# Your objective
Using the records that follow, copy every line containing the word "folded".

# Excerpted records
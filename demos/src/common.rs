use std::sync::Arc;
use std::time::Duration;

use mix_core::{GenerationProvider, MixError};
use mix_ree::ReeConnector;

/// Load `.env` once; missing files are fine.
pub fn load_env() {
    let _ = dotenvy::dotenv();
}

/// Provider timeout from `MIX_PROVIDER_TIMEOUT_SECS`, if set and valid.
#[must_use]
pub fn provider_timeout() -> Option<Duration> {
    std::env::var("MIX_PROVIDER_TIMEOUT_SECS")
        .ok()
        .and_then(|s| s.trim().parse::<u64>().ok())
        .map(Duration::from_secs)
}

/// Return a connector for demos.
///
/// Uses the fixture mock when `MIX_USE_MOCK` is set, otherwise the REE client,
/// pointed at `MIX_REE_BASE_URL` when provided.
///
/// # Errors
/// Returns `InvalidArg` for an unparsable base URL, or `Transport` if the HTTP
/// client cannot be created.
pub fn get_connector() -> Result<Arc<dyn GenerationProvider>, MixError> {
    load_env();
    if std::env::var("MIX_USE_MOCK").is_ok() {
        println!("--- (Using Mock Connector for CI) ---");
        return Ok(Arc::new(mix_mock::MockConnector::new()));
    }

    let mut builder = ReeConnector::builder();
    if let Ok(url) = std::env::var("MIX_REE_BASE_URL") {
        builder = builder.base_url(url);
    }
    if let Some(timeout) = provider_timeout() {
        builder = builder.timeout(timeout);
    }
    Ok(Arc::new(builder.build()?))
}

/// Install a `fmt` subscriber filtered by `RUST_LOG`.
pub fn init_tracing() {
    let _ = tracing_subscriber::fmt()
        .with_env_filter(tracing_subscriber::EnvFilter::from_default_env())
        .with_target(true)
        .try_init();
}
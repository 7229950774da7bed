//! Shared setup for the runnable MixEnergetico demos.
pub mod common;
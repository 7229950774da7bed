use chrono::Datelike;
use mix_core::{MixError, RequestWindow};

use crate::Mix;

impl Mix {
    /// Find the latest day for which the primary region has published data.
    ///
    /// Starts at today (per the configured clock) and steps back one day while
    /// the primary region reports "no data". The first day answered with data,
    /// or with any other upstream error, is returned as a `DD/MM/YYYY` day
    /// window; the aggregation that follows surfaces that error again.
    ///
    /// # Errors
    /// `DateOutOfRange` once the probe walks below the lower bound year, and
    /// `NoRecentData` after `probe_max_days` consecutive days without data.
    #[cfg_attr(
        feature = "tracing",
        tracing::instrument(
            name = "mixenergetico::router::probe::latest_available_date",
            skip(self),
            fields(max_days = self.cfg.probe_max_days),
        )
    )]
    pub async fn latest_available_date(&self) -> Result<RequestWindow, MixError> {
        let primary = self.primary_region()?;
        let lower_bound = self.cfg.lower_bound_year;
        let mut day = self.today();

        for _ in 0..self.cfg.probe_max_days {
            let window = RequestWindow::for_day(day, lower_bound)?;
            match self.fetch_region(primary, &window).await {
                Err(e) if e.is_no_data() => {
                    #[cfg(feature = "tracing")]
                    tracing::debug!(date = %window.label(), "no data yet, stepping back");
                    day = day
                        .pred_opt()
                        .ok_or_else(|| MixError::date_out_of_range(day.year(), lower_bound))?;
                }
                _ => return Ok(window),
            }
        }

        #[cfg(feature = "tracing")]
        tracing::warn!(days = self.cfg.probe_max_days, "probe exhausted without data");
        Err(MixError::NoRecentData {
            days: self.cfg.probe_max_days,
        })
    }
}
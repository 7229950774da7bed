use mix_core::MixError;
use mixenergetico::Mix;

use crate::helpers::{MockConnector, regional_snapshot, regions};

#[tokio::test]
async fn third_region_error_stops_and_is_the_reply() {
    let mock = MockConnector::builder()
        .with_generation_fn(|region, _| {
            if region.scope == "baleares" {
                Err(MixError::upstream(500, "Servicio temporalmente no disponible"))
            } else {
                Ok(regional_snapshot(&region.scope))
            }
        })
        .build();
    let mix = Mix::builder().with_connector(mock.clone()).build().unwrap();

    let report = mix.national("6/2020").await.unwrap();

    assert!(report.is_error());
    assert_eq!(
        report.error,
        Some(MixError::upstream(500, "Servicio temporalmente no disponible"))
    );
    assert_eq!(report.contributors, regions()[..2].to_vec());
    // later regions are never queried
    assert_eq!(mock.scopes(), vec!["peninsular", "canarias", "baleares"]);

    assert_eq!(
        mix.summarize(&report),
        "Servicio temporalmente no disponible"
    );
}

#[tokio::test]
async fn primary_no_data_is_reported_with_requested_date() {
    let mock = MockConnector::builder()
        .with_generation_fn(|_, window| Err(MixError::no_data(window.label(), 502)))
        .build();
    let mix = Mix::builder().with_connector(mock.clone()).build().unwrap();

    let text = mix.reply("datos de 6/2020 por favor").await;

    assert_eq!(text, "No existen datos para 6/2020");
    assert_eq!(mock.scopes(), vec!["peninsular"]);
}

#[tokio::test]
async fn transport_error_on_last_region_is_not_a_zero_contribution() {
    let mock = MockConnector::builder()
        .name("flaky")
        .with_generation_fn(|region, _| {
            if region.scope == "melilla" {
                Err(MixError::transport("flaky", "connection reset"))
            } else {
                Ok(regional_snapshot(&region.scope))
            }
        })
        .build();
    let mix = Mix::builder().with_connector(mock).build().unwrap();

    let report = mix.national("2020").await.unwrap();

    assert_eq!(report.contributors.len(), 4);
    assert!(report.error.as_ref().is_some_and(MixError::is_transport));
    assert_eq!(mix.summarize(&report), "flaky failed: connection reset");
}
//! Wire format of the REE `estructura-generacion` endpoint and its
//! classification into snapshots or errors.

use std::collections::BTreeMap;

use mix_core::{GenerationSnapshot, MixError, RegionQuery, RequestWindow, SourceValue};
use serde::de::{self, Deserializer};
use serde::Deserialize;
use url::Url;

use crate::ReeConnector;

#[derive(Debug, Deserialize)]
struct ReeBody {
    #[serde(default)]
    errors: Option<Vec<ReeErrorItem>>,
    #[serde(default)]
    included: Vec<Included>,
}

#[derive(Debug, Deserialize)]
struct ReeErrorItem {
    #[serde(deserialize_with = "lenient_code")]
    code: i64,
    #[serde(default)]
    detail: String,
}

#[derive(Debug, Deserialize)]
struct Included {
    #[serde(rename = "type")]
    kind: String,
    attributes: Attributes,
}

#[derive(Debug, Deserialize)]
struct Attributes {
    #[serde(default)]
    values: Vec<ReeValue>,
}

#[derive(Debug, Deserialize)]
struct ReeValue {
    // MWh
    value: f64,
    // 0-1
    #[serde(default)]
    percentage: f64,
}

// REE sends numeric codes; tolerate them arriving as strings.
fn lenient_code<'de, D>(d: D) -> Result<i64, D::Error>
where
    D: Deserializer<'de>,
{
    match serde_json::Value::deserialize(d)? {
        serde_json::Value::Number(n) => n
            .as_i64()
            .ok_or_else(|| de::Error::custom("non-integer error code")),
        serde_json::Value::String(s) => s.trim().parse().map_err(de::Error::custom),
        other => Err(de::Error::custom(format!("unexpected error code {other}"))),
    }
}

/// Build the query URL for one region and window.
pub(crate) fn query_url(
    base: &Url,
    geo_trunc: &str,
    region: &RegionQuery,
    window: &RequestWindow,
) -> Url {
    let mut url = base.clone();
    url.query_pairs_mut()
        .append_pair("start_date", &window.start_param())
        .append_pair("end_date", &window.end_param())
        .append_pair("time_trunc", window.granularity().as_trunc())
        .append_pair("geo_trunc", geo_trunc)
        .append_pair("geo_limit", &region.scope)
        .append_pair("geo_ids", &region.id.to_string());
    url
}

/// Classify a response body.
///
/// - An `errors` list: the first entry decides. `no_data_code` maps to
///   `NoDataForWindow` carrying the window label; anything else is `Upstream`
///   with the upstream detail.
/// - Otherwise each `included` entry yields one source keyed by its lower-cased
///   type, converted from MWh to GWh and from a 0-1 fraction to 0-100.
pub(crate) fn classify(
    body: &str,
    window: &RequestWindow,
    no_data_code: i64,
) -> Result<GenerationSnapshot, MixError> {
    let decoded: ReeBody = serde_json::from_str(body).map_err(|e| {
        MixError::transport(ReeConnector::NAME, format!("invalid response body: {e}"))
    })?;

    if let Some(errors) = decoded.errors {
        let first = errors
            .into_iter()
            .next()
            .ok_or_else(|| MixError::Data("upstream returned an empty error list".into()))?;
        if first.code == no_data_code {
            return Err(MixError::no_data(window.label(), first.code));
        }
        return Err(MixError::upstream(first.code, first.detail));
    }

    let mut sources = BTreeMap::new();
    for inc in decoded.included {
        // One window per query: the values array has exactly one element.
        let v = inc.attributes.values.first().ok_or_else(|| {
            MixError::Data(format!("no values for generation type '{}'", inc.kind))
        })?;
        sources.insert(
            inc.kind.to_lowercase(),
            SourceValue::new(v.value / 1000.0, 100.0 * v.percentage),
        );
    }
    GenerationSnapshot::new(sources)
}
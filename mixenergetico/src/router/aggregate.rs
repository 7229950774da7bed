use mix_core::{AggregatedResult, MixError, RegionQuery, RequestWindow, find_date};
use serde::{Deserialize, Serialize};

use crate::Mix;

/// Outcome of one national aggregation.
///
/// When `error` is set, `totals` holds only what was accumulated before the
/// failing region and must not be shown as a national figure.
#[derive(Debug, Clone, PartialEq, Serialize, Deserialize)]
pub struct NationalReport {
    /// Window every region was queried with.
    pub window: RequestWindow,
    /// Accumulated totals.
    pub totals: AggregatedResult,
    /// Regions combined into `totals`, in query order.
    pub contributors: Vec<RegionQuery>,
    /// Error of the region that stopped the aggregation, if any.
    pub error: Option<MixError>,
}

impl NationalReport {
    /// True if a region failed and the totals are incomplete.
    #[must_use]
    pub const fn is_error(&self) -> bool {
        self.error.is_some()
    }

    /// Date text shown in the reply header.
    #[must_use]
    pub fn label(&self) -> &str {
        self.window.label()
    }
}

impl Mix {
    /// Resolve the request window for a mention text.
    ///
    /// An explicit date is resolved locally; without one the latest available
    /// day is probed.
    ///
    /// # Errors
    /// `InvalidDate` or `DateOutOfRange` for explicit dates, and the probe's
    /// errors otherwise. No region is queried for an explicit date that fails.
    pub async fn resolve_window(&self, text: &str) -> Result<RequestWindow, MixError> {
        match find_date(text) {
            Some(token) => RequestWindow::resolve(&token, self.cfg.lower_bound_year),
            None => self.latest_available_date().await,
        }
    }

    /// Aggregate the national generation mix for the date found in `text`.
    ///
    /// Region failures are carried in the report rather than returned as
    /// `Err`, so callers can see how far the aggregation got.
    ///
    /// # Errors
    /// Only failures that happen before any region is aggregated: date
    /// parsing, lower bound, and the latest-available-date probe.
    #[cfg_attr(
        feature = "tracing",
        tracing::instrument(name = "mixenergetico::router::aggregate::national", skip(self))
    )]
    pub async fn national(&self, text: &str) -> Result<NationalReport, MixError> {
        let window = self.resolve_window(text).await?;
        self.national_for(window).await
    }

    /// Aggregate the configured regions, in order, for an already resolved window.
    ///
    /// The primary region seeds the totals. Each further region is absorbed
    /// with the accumulation rule; the first region that fails stops the
    /// aggregation and its error is recorded in the report.
    ///
    /// # Errors
    /// `InvalidArg` if no regions are configured.
    #[cfg_attr(
        feature = "tracing",
        tracing::instrument(
            name = "mixenergetico::router::aggregate::national_for",
            skip(self, window),
            fields(date = %window.label(), trunc = %window.granularity()),
        )
    )]
    pub async fn national_for(&self, window: RequestWindow) -> Result<NationalReport, MixError> {
        let primary = self.primary_region()?;
        let mut report = NationalReport {
            window,
            totals: AggregatedResult::default(),
            contributors: Vec::with_capacity(self.cfg.regions.len()),
            error: None,
        };

        match self.fetch_region(primary, &report.window).await {
            Ok(snapshot) => {
                report.totals = AggregatedResult::from_primary(snapshot);
                report.contributors.push(primary.clone());
            }
            Err(e) => {
                report.error = Some(e);
                return Ok(report);
            }
        }

        for region in self.cfg.regions.iter().skip(1) {
            match self.fetch_region(region, &report.window).await {
                Ok(snapshot) => {
                    report.totals.absorb(&snapshot);
                    report.contributors.push(region.clone());
                }
                Err(e) => {
                    #[cfg(feature = "tracing")]
                    tracing::warn!(
                        region = %region.scope,
                        error = %e,
                        "aggregation stopped on regional error"
                    );
                    report.error = Some(e);
                    break;
                }
            }
        }

        Ok(report)
    }

    /// Run the whole pipeline for a mention and return the reply text.
    ///
    /// Any failure is rendered as its description; no partial table is ever
    /// returned.
    pub async fn reply(&self, text: &str) -> String {
        match self.national(text).await {
            Ok(report) => self.summarize(&report),
            Err(e) => e.to_string(),
        }
    }
}
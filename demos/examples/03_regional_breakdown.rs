use mix_demos::common::{get_connector, init_tracing};
use mixenergetico::{Mix, summary};

#[tokio::main]
async fn main() -> Result<(), Box<dyn std::error::Error>> {
    init_tracing();

    let connector = get_connector()?;
    let mix = Mix::builder().with_connector(connector).build()?;

    let report = mix.national("@MixEnergetico 2019").await?;

    println!("Window: {} .. {}", report.window.start_param(), report.window.end_param());
    for region in &report.contributors {
        println!("  included {} (id {})", region.scope, region.id);
    }
    if let Some(err) = &report.error {
        println!("Stopped early: {err}");
        return Ok(());
    }

    // Every source, including those folded into "other" in the reply.
    for (key, sv) in report.totals.iter() {
        println!("  {key:<24} {:>10.1} GWh {:>6.1}%", sv.value, sv.percentage);
    }
    let folded = summary::fold(&report.totals, mix.catalog());
    println!("Folded into {} display rows", folded.len());

    println!();
    println!("{}", mix.summarize(&report));
    Ok(())
}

# Solution below
    // Every source, including those folded into "other" in the reply.
    let folded = summary::fold(&report.totals, mix.catalog());
    println!("Folded into {} display rows", folded.len());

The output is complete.